Excerpted records section start

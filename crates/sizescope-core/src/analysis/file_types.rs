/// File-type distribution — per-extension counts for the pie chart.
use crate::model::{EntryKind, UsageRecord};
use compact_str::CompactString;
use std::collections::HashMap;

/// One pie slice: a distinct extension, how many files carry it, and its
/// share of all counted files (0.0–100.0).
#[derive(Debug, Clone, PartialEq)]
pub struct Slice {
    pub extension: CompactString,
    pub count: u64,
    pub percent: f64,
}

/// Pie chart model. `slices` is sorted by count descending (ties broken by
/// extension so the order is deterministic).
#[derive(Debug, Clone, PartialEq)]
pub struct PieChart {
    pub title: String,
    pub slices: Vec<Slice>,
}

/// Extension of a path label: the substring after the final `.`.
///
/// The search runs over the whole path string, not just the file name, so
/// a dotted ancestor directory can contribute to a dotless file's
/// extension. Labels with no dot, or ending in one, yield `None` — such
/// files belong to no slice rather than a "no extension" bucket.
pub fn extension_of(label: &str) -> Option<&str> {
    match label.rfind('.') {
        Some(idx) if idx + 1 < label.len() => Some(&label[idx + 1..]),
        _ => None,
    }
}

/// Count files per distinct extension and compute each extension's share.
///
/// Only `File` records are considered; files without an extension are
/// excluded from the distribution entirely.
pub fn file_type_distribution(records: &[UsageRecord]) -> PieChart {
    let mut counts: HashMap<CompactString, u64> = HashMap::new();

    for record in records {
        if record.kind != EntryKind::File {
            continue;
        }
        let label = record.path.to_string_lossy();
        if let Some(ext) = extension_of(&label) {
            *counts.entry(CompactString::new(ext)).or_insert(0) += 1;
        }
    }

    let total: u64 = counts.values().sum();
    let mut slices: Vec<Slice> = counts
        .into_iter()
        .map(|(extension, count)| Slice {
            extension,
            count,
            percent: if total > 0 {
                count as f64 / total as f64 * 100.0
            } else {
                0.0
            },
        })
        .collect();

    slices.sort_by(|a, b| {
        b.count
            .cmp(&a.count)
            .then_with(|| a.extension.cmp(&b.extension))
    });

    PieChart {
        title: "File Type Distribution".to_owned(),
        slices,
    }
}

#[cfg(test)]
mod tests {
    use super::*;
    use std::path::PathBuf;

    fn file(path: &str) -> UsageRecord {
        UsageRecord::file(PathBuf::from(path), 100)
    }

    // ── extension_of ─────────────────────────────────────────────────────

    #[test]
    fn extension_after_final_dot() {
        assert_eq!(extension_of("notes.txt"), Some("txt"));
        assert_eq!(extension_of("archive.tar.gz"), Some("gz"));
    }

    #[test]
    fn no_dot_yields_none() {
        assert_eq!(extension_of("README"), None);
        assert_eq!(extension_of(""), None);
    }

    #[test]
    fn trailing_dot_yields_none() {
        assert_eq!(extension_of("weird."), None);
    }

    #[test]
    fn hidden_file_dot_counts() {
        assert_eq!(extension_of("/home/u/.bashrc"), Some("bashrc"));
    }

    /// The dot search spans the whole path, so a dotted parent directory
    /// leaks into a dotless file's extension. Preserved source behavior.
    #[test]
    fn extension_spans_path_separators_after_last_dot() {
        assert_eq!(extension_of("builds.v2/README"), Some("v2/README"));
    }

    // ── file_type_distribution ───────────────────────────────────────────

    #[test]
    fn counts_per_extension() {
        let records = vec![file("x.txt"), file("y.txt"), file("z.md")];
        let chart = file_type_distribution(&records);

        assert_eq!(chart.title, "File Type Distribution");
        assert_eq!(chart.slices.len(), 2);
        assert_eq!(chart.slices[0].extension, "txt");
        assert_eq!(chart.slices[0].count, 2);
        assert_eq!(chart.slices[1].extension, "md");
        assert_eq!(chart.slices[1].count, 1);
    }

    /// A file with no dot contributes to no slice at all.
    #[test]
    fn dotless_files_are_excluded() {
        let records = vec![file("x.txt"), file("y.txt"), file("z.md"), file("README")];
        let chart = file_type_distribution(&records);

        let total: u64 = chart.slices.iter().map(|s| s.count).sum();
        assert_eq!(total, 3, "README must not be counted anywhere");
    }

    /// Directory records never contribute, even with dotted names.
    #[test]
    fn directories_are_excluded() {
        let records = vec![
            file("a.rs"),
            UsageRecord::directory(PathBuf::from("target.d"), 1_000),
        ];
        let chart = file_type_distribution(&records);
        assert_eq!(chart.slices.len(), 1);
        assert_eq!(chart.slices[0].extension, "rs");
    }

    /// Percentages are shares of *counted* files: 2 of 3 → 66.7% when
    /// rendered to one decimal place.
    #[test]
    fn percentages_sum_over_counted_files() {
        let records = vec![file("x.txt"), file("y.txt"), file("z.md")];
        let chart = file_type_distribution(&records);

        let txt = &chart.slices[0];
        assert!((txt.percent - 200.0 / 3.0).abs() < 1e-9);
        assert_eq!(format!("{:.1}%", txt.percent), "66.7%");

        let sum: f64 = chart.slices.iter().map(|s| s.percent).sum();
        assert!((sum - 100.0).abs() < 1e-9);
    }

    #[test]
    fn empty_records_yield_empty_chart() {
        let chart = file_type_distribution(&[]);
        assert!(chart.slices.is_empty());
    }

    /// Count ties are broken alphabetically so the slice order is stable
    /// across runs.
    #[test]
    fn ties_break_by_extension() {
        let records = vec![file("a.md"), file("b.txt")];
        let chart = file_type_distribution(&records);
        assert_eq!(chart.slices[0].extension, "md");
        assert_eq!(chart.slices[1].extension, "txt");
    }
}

Excerpted records section end
Excerpted records section start

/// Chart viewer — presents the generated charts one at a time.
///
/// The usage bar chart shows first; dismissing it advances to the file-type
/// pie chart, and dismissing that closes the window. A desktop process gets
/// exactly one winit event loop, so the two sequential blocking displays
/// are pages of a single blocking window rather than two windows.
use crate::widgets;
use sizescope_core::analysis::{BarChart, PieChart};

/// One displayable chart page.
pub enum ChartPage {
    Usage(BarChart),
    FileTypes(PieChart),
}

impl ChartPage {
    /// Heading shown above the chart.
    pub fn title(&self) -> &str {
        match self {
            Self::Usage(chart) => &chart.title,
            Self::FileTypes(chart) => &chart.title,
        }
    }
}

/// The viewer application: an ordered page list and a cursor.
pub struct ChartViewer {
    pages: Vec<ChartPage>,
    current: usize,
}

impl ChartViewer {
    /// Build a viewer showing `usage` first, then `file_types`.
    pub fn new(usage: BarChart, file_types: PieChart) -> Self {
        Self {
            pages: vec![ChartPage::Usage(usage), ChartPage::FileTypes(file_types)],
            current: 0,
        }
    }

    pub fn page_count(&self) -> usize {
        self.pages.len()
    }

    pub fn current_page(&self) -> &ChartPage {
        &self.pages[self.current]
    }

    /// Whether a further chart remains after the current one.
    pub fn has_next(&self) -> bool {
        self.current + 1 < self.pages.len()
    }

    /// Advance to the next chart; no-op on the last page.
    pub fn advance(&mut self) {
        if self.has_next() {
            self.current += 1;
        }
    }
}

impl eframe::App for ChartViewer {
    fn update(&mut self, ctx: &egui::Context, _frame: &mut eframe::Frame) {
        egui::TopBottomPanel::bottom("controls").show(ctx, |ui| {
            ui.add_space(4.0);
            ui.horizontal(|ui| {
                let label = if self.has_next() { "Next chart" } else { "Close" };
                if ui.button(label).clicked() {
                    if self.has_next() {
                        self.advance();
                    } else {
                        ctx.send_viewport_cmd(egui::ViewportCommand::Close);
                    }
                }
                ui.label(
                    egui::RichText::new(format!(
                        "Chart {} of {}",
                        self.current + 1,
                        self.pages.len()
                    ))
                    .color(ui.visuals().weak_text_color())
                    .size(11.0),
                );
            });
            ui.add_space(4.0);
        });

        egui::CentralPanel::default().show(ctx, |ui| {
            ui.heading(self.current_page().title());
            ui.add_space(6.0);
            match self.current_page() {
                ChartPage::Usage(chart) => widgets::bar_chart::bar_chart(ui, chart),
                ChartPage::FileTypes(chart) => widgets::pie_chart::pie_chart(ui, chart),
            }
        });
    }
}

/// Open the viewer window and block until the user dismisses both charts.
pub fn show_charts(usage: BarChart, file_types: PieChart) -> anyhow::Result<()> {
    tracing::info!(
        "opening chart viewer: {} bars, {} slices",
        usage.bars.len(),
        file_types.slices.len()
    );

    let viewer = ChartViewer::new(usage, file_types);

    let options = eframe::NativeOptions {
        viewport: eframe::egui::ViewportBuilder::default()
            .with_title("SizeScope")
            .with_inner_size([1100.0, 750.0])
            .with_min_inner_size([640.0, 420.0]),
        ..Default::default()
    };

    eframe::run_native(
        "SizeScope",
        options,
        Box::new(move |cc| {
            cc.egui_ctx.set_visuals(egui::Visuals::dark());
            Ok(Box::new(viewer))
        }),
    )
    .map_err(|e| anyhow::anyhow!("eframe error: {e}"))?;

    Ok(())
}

Excerpted records section end

(How to complete this task): Proceeding from the line containing "pub fn new(usage: BarChart, file_types: PieChart)" through the line containing "let label = if", transcribe the lines above exactly, both end lines included.

(Written answer):
    pub fn new(usage: BarChart, file_types: PieChart) -> Self {
        Self {
            pages: vec![ChartPage::Usage(usage), ChartPage::FileTypes(file_types)],
            current: 0,
        }
    }

    pub fn page_count(&self) -> usize {
        self.pages.len()
    }

    pub fn current_page(&self) -> &ChartPage {
        &self.pages[self.current]
    }

    /// Whether a further chart remains after the current one.
    pub fn has_next(&self) -> bool {
        self.current + 1 < self.pages.len()
    }

    /// Advance to the next chart; no-op on the last page.
    pub fn advance(&mut self) {
        if self.has_next() {
            self.current += 1;
        }
    }
}

impl eframe::App for ChartViewer {
    fn update(&mut self, ctx: &egui::Context, _frame: &mut eframe::Frame) {
        egui::TopBottomPanel::bottom("controls").show(ctx, |ui| {
            ui.add_space(4.0);
            ui.horizontal(|ui| {
                let label = if self.has_next() { "Next chart" } else { "Close" };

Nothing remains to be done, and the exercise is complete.